Prompt >> For the entries that follow, state how many lines include the word "ServiceSpec", giving the number and nothing else.

Supplied records >>
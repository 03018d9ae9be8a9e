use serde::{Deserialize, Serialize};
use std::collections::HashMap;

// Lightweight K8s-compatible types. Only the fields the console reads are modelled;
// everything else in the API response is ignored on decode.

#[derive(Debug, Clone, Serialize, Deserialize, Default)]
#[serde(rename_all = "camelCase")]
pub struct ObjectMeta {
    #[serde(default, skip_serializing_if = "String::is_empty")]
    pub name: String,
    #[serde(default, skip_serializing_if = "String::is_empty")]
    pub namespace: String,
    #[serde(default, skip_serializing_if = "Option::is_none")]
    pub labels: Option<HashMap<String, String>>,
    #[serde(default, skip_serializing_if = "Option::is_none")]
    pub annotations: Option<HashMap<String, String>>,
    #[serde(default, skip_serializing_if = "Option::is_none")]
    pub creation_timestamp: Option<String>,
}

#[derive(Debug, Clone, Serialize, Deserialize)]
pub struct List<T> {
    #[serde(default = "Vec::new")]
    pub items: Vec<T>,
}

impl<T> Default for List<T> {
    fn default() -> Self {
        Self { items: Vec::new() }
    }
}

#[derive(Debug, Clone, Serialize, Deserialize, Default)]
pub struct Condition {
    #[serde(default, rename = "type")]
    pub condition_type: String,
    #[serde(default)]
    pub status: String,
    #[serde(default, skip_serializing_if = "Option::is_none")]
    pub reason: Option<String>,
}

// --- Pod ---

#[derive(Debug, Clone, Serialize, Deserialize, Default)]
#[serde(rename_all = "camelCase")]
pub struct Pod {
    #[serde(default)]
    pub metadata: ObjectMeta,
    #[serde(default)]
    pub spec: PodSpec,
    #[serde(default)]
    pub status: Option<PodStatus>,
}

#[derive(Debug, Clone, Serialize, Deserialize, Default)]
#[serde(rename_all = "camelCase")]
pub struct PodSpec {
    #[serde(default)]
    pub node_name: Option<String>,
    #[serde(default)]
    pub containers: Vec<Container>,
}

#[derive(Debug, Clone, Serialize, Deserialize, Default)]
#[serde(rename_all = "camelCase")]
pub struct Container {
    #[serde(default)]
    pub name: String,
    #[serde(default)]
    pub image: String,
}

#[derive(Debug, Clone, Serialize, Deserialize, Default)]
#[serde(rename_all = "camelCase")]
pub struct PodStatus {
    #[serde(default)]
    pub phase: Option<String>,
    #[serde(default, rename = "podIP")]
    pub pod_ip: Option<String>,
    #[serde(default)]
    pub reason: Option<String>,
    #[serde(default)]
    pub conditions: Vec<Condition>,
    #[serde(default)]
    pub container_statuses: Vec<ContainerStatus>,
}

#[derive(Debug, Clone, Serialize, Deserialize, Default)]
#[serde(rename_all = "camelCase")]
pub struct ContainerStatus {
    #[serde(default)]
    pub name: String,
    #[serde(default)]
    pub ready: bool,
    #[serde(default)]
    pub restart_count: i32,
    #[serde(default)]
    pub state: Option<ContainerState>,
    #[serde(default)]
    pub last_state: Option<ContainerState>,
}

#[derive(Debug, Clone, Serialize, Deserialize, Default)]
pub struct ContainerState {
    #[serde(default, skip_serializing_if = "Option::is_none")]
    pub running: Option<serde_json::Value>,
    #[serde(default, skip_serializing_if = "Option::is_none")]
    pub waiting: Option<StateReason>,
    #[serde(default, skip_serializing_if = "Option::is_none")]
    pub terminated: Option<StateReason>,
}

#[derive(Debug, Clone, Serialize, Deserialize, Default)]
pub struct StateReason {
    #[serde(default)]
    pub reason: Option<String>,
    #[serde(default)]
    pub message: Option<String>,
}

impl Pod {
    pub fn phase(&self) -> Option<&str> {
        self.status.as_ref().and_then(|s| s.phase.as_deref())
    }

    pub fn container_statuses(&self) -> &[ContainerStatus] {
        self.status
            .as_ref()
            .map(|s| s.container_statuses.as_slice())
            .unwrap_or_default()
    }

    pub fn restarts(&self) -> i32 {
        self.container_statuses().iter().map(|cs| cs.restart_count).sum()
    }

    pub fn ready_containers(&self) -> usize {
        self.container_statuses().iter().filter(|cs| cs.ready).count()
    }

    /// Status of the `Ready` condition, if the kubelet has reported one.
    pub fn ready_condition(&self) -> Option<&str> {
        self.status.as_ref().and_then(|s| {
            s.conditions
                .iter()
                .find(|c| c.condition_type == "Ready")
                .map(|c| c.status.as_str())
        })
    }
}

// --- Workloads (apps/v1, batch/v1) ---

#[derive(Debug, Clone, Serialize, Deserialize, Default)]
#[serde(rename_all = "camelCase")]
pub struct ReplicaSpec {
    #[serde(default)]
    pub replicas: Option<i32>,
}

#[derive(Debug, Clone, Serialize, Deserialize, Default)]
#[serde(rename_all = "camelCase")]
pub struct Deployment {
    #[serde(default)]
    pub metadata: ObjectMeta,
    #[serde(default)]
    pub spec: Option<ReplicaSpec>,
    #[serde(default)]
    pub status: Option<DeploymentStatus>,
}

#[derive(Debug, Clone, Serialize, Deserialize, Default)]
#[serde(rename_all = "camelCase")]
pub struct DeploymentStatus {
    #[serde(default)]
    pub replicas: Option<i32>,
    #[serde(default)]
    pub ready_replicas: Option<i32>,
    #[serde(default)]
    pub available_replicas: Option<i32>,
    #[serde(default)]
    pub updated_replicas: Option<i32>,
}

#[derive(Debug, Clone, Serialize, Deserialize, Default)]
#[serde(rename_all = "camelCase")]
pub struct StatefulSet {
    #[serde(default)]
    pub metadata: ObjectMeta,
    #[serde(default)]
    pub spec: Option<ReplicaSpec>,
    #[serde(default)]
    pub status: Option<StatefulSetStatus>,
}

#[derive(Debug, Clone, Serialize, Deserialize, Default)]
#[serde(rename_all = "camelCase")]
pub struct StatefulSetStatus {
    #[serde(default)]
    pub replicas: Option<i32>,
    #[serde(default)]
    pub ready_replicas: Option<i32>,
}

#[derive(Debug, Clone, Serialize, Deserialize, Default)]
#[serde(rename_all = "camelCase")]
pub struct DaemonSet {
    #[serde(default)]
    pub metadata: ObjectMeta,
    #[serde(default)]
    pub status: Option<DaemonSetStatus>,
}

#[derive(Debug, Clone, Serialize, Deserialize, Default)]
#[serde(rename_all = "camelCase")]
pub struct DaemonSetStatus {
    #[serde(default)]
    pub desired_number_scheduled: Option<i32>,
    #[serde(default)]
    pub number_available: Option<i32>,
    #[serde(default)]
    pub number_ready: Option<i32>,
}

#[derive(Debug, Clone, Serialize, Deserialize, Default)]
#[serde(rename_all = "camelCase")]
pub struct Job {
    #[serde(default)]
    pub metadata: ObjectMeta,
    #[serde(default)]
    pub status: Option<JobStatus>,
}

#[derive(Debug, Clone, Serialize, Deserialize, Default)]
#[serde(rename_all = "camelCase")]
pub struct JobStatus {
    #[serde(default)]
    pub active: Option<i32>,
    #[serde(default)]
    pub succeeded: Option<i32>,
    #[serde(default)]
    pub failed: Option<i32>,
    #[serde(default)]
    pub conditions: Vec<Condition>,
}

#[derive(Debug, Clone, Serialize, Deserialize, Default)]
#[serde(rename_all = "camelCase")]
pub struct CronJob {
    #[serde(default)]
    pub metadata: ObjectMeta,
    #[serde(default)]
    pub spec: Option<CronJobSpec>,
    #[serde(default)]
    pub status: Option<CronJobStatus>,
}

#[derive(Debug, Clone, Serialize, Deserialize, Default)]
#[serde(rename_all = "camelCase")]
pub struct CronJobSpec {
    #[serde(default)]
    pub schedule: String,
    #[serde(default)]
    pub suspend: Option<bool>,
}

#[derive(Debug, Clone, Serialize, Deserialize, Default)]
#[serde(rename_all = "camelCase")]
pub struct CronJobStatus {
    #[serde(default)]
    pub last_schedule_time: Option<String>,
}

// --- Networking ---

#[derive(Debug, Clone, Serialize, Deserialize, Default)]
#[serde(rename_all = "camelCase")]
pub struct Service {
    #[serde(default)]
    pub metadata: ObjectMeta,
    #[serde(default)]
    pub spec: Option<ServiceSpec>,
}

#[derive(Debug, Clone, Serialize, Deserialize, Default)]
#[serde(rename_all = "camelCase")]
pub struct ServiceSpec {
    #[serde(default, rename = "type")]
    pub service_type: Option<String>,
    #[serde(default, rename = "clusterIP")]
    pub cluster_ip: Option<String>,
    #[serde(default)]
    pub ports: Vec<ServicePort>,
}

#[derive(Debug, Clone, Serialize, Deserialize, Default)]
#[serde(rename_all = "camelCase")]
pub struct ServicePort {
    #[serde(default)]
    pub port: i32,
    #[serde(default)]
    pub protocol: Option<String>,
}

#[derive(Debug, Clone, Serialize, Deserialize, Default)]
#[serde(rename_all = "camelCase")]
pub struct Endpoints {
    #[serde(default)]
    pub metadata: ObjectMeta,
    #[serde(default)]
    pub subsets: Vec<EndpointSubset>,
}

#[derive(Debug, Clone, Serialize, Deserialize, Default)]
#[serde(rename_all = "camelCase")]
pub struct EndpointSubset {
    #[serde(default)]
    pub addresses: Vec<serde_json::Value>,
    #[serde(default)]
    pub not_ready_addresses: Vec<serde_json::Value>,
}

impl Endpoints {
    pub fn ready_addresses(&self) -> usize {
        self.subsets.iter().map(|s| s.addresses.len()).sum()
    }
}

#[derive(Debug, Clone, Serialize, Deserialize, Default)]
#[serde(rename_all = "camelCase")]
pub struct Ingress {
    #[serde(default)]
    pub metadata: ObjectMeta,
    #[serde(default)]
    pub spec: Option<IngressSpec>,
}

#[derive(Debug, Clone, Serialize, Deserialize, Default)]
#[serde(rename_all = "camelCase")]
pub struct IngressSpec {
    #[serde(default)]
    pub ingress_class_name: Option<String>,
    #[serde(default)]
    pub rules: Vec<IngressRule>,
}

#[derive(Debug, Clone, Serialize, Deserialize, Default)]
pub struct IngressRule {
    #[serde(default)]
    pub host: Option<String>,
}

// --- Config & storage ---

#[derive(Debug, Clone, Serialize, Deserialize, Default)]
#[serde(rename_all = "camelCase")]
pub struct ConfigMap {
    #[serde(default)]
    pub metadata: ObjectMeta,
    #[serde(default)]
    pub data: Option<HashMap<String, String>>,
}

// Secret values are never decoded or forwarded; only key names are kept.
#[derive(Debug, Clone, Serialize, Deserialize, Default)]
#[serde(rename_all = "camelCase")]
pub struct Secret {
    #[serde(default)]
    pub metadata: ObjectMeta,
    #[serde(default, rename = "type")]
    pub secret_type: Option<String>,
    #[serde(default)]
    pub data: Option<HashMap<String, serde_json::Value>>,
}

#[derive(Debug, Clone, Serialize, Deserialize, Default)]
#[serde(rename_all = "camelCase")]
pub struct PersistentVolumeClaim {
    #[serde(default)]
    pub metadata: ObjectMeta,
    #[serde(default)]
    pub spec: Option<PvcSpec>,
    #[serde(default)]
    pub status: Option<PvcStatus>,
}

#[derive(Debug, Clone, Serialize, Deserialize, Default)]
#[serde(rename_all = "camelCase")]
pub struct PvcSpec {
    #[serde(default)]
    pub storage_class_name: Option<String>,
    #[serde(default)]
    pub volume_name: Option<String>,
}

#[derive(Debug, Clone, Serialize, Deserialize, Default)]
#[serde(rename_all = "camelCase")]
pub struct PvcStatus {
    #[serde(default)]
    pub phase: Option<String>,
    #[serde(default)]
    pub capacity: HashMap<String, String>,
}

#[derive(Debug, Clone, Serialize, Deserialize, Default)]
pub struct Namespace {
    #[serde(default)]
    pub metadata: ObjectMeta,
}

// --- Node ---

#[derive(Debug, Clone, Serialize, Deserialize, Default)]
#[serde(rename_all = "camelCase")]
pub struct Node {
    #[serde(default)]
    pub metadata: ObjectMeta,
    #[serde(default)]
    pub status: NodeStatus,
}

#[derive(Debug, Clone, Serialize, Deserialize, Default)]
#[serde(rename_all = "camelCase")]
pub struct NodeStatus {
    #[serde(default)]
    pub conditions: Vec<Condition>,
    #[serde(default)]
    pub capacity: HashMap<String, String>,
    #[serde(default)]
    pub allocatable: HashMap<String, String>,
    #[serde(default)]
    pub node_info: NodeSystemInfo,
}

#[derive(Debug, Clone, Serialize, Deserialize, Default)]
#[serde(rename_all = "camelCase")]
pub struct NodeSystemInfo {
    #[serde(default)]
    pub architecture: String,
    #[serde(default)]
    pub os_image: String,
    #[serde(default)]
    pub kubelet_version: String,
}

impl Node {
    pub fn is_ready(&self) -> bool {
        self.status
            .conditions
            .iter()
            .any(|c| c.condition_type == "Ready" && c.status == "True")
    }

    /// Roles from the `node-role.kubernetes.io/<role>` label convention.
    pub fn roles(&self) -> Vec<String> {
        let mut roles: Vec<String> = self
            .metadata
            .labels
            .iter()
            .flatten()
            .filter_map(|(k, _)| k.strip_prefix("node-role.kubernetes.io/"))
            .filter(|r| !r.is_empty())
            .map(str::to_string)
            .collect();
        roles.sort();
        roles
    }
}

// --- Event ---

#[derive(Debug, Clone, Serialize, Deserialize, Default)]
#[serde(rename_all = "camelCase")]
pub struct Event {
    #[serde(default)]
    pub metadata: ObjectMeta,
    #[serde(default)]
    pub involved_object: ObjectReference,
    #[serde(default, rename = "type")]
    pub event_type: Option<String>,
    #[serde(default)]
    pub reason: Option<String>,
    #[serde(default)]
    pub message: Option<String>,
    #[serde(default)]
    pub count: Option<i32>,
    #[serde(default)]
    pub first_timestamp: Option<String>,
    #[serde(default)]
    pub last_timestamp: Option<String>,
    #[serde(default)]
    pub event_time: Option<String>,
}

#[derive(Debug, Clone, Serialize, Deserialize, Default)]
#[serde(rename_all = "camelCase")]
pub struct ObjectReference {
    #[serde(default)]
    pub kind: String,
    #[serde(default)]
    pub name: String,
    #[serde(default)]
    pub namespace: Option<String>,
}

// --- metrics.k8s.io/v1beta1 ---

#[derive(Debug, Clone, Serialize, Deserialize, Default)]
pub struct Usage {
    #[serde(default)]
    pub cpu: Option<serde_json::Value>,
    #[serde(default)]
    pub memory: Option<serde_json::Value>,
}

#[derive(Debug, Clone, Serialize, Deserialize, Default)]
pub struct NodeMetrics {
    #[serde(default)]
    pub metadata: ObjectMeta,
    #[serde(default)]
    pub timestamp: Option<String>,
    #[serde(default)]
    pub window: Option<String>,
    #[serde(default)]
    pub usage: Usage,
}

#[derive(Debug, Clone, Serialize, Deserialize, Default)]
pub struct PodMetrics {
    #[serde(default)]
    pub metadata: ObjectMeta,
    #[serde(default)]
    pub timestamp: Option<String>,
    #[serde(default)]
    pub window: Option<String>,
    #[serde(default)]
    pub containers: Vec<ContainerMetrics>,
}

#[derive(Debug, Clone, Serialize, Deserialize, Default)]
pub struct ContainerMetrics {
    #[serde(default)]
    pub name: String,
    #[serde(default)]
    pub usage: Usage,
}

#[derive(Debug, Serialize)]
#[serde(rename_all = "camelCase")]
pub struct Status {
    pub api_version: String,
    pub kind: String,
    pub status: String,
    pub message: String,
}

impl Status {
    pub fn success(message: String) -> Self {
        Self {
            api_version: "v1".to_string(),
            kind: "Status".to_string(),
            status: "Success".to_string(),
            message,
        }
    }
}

Exercise result >> 2